Work request:
Copy every record word for word.

Information:
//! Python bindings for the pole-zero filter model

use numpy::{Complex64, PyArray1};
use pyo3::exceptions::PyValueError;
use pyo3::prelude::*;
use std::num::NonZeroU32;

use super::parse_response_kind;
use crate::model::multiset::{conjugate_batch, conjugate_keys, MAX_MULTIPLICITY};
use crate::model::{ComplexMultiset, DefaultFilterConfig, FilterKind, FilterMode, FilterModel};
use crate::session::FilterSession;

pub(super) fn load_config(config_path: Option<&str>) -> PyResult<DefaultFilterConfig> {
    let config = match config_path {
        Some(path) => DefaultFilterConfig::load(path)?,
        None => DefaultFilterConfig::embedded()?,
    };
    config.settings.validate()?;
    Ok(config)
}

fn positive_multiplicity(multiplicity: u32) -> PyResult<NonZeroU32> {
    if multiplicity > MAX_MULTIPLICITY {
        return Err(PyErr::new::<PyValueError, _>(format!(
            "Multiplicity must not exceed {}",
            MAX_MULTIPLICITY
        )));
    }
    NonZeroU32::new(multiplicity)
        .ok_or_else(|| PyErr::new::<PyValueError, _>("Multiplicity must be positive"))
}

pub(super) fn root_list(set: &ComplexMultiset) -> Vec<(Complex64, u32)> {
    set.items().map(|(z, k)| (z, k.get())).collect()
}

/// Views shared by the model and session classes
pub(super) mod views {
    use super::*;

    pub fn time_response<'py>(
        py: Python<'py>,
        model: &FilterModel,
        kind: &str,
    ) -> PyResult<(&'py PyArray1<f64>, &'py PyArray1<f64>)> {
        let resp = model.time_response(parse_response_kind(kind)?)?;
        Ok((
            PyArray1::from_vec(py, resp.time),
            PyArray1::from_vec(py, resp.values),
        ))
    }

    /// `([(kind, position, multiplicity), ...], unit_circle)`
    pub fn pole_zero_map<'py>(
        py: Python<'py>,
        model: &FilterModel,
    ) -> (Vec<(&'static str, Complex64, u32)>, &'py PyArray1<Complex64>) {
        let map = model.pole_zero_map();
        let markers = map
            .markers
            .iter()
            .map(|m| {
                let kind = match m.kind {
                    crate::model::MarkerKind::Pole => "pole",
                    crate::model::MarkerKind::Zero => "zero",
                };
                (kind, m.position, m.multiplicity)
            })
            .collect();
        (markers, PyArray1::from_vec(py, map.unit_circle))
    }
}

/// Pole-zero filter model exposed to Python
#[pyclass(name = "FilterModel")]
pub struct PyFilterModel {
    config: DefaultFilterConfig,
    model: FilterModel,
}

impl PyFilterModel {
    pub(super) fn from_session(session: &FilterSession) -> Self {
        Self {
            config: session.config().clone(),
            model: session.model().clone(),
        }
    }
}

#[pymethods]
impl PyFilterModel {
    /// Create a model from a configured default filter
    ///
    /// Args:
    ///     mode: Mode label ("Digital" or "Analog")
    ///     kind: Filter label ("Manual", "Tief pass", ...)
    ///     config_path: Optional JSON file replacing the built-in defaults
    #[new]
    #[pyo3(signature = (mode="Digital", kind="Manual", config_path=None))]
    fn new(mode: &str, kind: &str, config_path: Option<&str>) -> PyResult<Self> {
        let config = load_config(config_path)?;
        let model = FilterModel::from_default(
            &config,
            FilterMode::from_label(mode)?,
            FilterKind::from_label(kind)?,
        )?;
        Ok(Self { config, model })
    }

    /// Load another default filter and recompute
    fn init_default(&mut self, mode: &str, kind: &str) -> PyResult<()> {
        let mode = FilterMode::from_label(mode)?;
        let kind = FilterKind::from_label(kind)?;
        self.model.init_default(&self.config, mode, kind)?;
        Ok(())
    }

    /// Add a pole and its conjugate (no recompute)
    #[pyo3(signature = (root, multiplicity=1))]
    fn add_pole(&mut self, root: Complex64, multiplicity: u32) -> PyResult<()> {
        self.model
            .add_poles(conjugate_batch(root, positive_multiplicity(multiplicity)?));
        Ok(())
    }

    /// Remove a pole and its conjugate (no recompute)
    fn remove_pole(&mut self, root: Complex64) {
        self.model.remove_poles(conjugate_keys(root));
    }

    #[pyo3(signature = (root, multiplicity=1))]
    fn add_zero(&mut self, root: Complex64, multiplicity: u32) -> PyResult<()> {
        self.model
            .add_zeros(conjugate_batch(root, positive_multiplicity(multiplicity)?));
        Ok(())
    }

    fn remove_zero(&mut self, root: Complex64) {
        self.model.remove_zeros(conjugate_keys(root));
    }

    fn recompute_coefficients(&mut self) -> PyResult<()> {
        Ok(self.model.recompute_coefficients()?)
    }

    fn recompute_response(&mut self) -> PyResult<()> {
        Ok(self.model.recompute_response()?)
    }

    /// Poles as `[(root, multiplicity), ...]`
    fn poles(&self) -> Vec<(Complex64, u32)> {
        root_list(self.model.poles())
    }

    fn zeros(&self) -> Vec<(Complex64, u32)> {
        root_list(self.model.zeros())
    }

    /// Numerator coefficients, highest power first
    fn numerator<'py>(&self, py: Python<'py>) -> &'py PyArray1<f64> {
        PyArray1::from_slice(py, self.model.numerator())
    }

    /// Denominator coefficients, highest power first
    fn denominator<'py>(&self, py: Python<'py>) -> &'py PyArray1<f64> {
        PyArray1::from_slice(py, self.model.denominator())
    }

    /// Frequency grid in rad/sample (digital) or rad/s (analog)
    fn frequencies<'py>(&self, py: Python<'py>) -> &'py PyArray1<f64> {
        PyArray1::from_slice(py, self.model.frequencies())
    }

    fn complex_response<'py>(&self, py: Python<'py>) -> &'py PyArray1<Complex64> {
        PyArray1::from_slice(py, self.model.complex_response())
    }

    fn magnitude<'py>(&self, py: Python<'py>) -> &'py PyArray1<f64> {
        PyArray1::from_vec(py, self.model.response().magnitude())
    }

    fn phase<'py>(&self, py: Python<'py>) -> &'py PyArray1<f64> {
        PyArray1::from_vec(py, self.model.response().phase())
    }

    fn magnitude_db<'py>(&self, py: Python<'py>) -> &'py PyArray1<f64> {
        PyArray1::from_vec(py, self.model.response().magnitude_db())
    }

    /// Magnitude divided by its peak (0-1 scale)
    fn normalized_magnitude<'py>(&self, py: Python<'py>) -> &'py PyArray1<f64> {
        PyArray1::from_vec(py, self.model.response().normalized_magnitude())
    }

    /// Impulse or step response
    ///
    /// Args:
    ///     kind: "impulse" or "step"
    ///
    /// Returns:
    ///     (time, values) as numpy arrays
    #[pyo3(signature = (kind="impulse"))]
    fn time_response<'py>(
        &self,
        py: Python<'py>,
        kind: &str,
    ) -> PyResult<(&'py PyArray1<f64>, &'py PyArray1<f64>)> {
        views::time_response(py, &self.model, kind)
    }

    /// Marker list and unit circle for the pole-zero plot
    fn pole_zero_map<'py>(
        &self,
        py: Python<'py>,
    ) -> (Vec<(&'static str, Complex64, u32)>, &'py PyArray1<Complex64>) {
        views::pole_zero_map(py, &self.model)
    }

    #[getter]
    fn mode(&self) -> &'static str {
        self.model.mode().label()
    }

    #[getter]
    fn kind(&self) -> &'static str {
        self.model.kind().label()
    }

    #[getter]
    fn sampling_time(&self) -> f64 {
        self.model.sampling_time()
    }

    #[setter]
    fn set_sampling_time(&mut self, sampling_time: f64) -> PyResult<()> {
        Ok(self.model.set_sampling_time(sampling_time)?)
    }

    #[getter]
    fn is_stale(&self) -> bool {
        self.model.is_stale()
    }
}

Output of the exercise:
//! Python bindings for the pole-zero filter model

use numpy::{Complex64, PyArray1};
use pyo3::exceptions::PyValueError;
use pyo3::prelude::*;
use std::num::NonZeroU32;

use super::parse_response_kind;
use crate::model::multiset::{conjugate_batch, conjugate_keys, MAX_MULTIPLICITY};
use crate::model::{ComplexMultiset, DefaultFilterConfig, FilterKind, FilterMode, FilterModel};
use crate::session::FilterSession;

pub(super) fn load_config(config_path: Option<&str>) -> PyResult<DefaultFilterConfig> {
    let config = match config_path {
        Some(path) => DefaultFilterConfig::load(path)?,
        None => DefaultFilterConfig::embedded()?,
    };
    config.settings.validate()?;
    Ok(config)
}

fn positive_multiplicity(multiplicity: u32) -> PyResult<NonZeroU32> {
    if multiplicity > MAX_MULTIPLICITY {
        return Err(PyErr::new::<PyValueError, _>(format!(
            "Multiplicity must not exceed {}",
            MAX_MULTIPLICITY
        )));
    }
    NonZeroU32::new(multiplicity)
        .ok_or_else(|| PyErr::new::<PyValueError, _>("Multiplicity must be positive"))
}

pub(super) fn root_list(set: &ComplexMultiset) -> Vec<(Complex64, u32)> {
    set.items().map(|(z, k)| (z, k.get())).collect()
}

/// Views shared by the model and session classes
pub(super) mod views {
    use super::*;

    pub fn time_response<'py>(
        py: Python<'py>,
        model: &FilterModel,
        kind: &str,
    ) -> PyResult<(&'py PyArray1<f64>, &'py PyArray1<f64>)> {
        let resp = model.time_response(parse_response_kind(kind)?)?;
        Ok((
            PyArray1::from_vec(py, resp.time),
            PyArray1::from_vec(py, resp.values),
        ))
    }

    /// `([(kind, position, multiplicity), ...], unit_circle)`
    pub fn pole_zero_map<'py>(
        py: Python<'py>,
        model: &FilterModel,
    ) -> (Vec<(&'static str, Complex64, u32)>, &'py PyArray1<Complex64>) {
        let map = model.pole_zero_map();
        let markers = map
            .markers
            .iter()
            .map(|m| {
                let kind = match m.kind {
                    crate::model::MarkerKind::Pole => "pole",
                    crate::model::MarkerKind::Zero => "zero",
                };
                (kind, m.position, m.multiplicity)
            })
            .collect();
        (markers, PyArray1::from_vec(py, map.unit_circle))
    }
}

/// Pole-zero filter model exposed to Python
#[pyclass(name = "FilterModel")]
pub struct PyFilterModel {
    config: DefaultFilterConfig,
    model: FilterModel,
}

impl PyFilterModel {
    pub(super) fn from_session(session: &FilterSession) -> Self {
        Self {
            config: session.config().clone(),
            model: session.model().clone(),
        }
    }
}

#[pymethods]
impl PyFilterModel {
    /// Create a model from a configured default filter
    ///
    /// Args:
    ///     mode: Mode label ("Digital" or "Analog")
    ///     kind: Filter label ("Manual", "Tief pass", ...)
    ///     config_path: Optional JSON file replacing the built-in defaults
    #[new]
    #[pyo3(signature = (mode="Digital", kind="Manual", config_path=None))]
    fn new(mode: &str, kind: &str, config_path: Option<&str>) -> PyResult<Self> {
        let config = load_config(config_path)?;
        let model = FilterModel::from_default(
            &config,
            FilterMode::from_label(mode)?,
            FilterKind::from_label(kind)?,
        )?;
        Ok(Self { config, model })
    }

    /// Load another default filter and recompute
    fn init_default(&mut self, mode: &str, kind: &str) -> PyResult<()> {
        let mode = FilterMode::from_label(mode)?;
        let kind = FilterKind::from_label(kind)?;
        self.model.init_default(&self.config, mode, kind)?;
        Ok(())
    }

    /// Add a pole and its conjugate (no recompute)
    #[pyo3(signature = (root, multiplicity=1))]
    fn add_pole(&mut self, root: Complex64, multiplicity: u32) -> PyResult<()> {
        self.model
            .add_poles(conjugate_batch(root, positive_multiplicity(multiplicity)?));
        Ok(())
    }

    /// Remove a pole and its conjugate (no recompute)
    fn remove_pole(&mut self, root: Complex64) {
        self.model.remove_poles(conjugate_keys(root));
    }

    #[pyo3(signature = (root, multiplicity=1))]
    fn add_zero(&mut self, root: Complex64, multiplicity: u32) -> PyResult<()> {
        self.model
            .add_zeros(conjugate_batch(root, positive_multiplicity(multiplicity)?));
        Ok(())
    }

    fn remove_zero(&mut self, root: Complex64) {
        self.model.remove_zeros(conjugate_keys(root));
    }

    fn recompute_coefficients(&mut self) -> PyResult<()> {
        Ok(self.model.recompute_coefficients()?)
    }

    fn recompute_response(&mut self) -> PyResult<()> {
        Ok(self.model.recompute_response()?)
    }

    /// Poles as `[(root, multiplicity), ...]`
    fn poles(&self) -> Vec<(Complex64, u32)> {
        root_list(self.model.poles())
    }

    fn zeros(&self) -> Vec<(Complex64, u32)> {
        root_list(self.model.zeros())
    }

    /// Numerator coefficients, highest power first
    fn numerator<'py>(&self, py: Python<'py>) -> &'py PyArray1<f64> {
        PyArray1::from_slice(py, self.model.numerator())
    }

    /// Denominator coefficients, highest power first
    fn denominator<'py>(&self, py: Python<'py>) -> &'py PyArray1<f64> {
        PyArray1::from_slice(py, self.model.denominator())
    }

    /// Frequency grid in rad/sample (digital) or rad/s (analog)
    fn frequencies<'py>(&self, py: Python<'py>) -> &'py PyArray1<f64> {
        PyArray1::from_slice(py, self.model.frequencies())
    }

    fn complex_response<'py>(&self, py: Python<'py>) -> &'py PyArray1<Complex64> {
        PyArray1::from_slice(py, self.model.complex_response())
    }

    fn magnitude<'py>(&self, py: Python<'py>) -> &'py PyArray1<f64> {
        PyArray1::from_vec(py, self.model.response().magnitude())
    }

    fn phase<'py>(&self, py: Python<'py>) -> &'py PyArray1<f64> {
        PyArray1::from_vec(py, self.model.response().phase())
    }

    fn magnitude_db<'py>(&self, py: Python<'py>) -> &'py PyArray1<f64> {
        PyArray1::from_vec(py, self.model.response().magnitude_db())
    }

    /// Magnitude divided by its peak (0-1 scale)
    fn normalized_magnitude<'py>(&self, py: Python<'py>) -> &'py PyArray1<f64> {
        PyArray1::from_vec(py, self.model.response().normalized_magnitude())
    }

    /// Impulse or step response
    ///
    /// Args:
    ///     kind: "impulse" or "step"
    ///
    /// Returns:
    ///     (time, values) as numpy arrays
    #[pyo3(signature = (kind="impulse"))]
    fn time_response<'py>(
        &self,
        py: Python<'py>,
        kind: &str,
    ) -> PyResult<(&'py PyArray1<f64>, &'py PyArray1<f64>)> {
        views::time_response(py, &self.model, kind)
    }

    /// Marker list and unit circle for the pole-zero plot
    fn pole_zero_map<'py>(
        &self,
        py: Python<'py>,
    ) -> (Vec<(&'static str, Complex64, u32)>, &'py PyArray1<Complex64>) {
        views::pole_zero_map(py, &self.model)
    }

    #[getter]
    fn mode(&self) -> &'static str {
        self.model.mode().label()
    }

    #[getter]
    fn kind(&self) -> &'static str {
        self.model.kind().label()
    }

    #[getter]
    fn sampling_time(&self) -> f64 {
        self.model.sampling_time()
    }

    #[setter]
    fn set_sampling_time(&mut self, sampling_time: f64) -> PyResult<()> {
        Ok(self.model.set_sampling_time(sampling_time)?)
    }

    #[getter]
    fn is_stale(&self) -> bool {
        self.model.is_stale()
    }
}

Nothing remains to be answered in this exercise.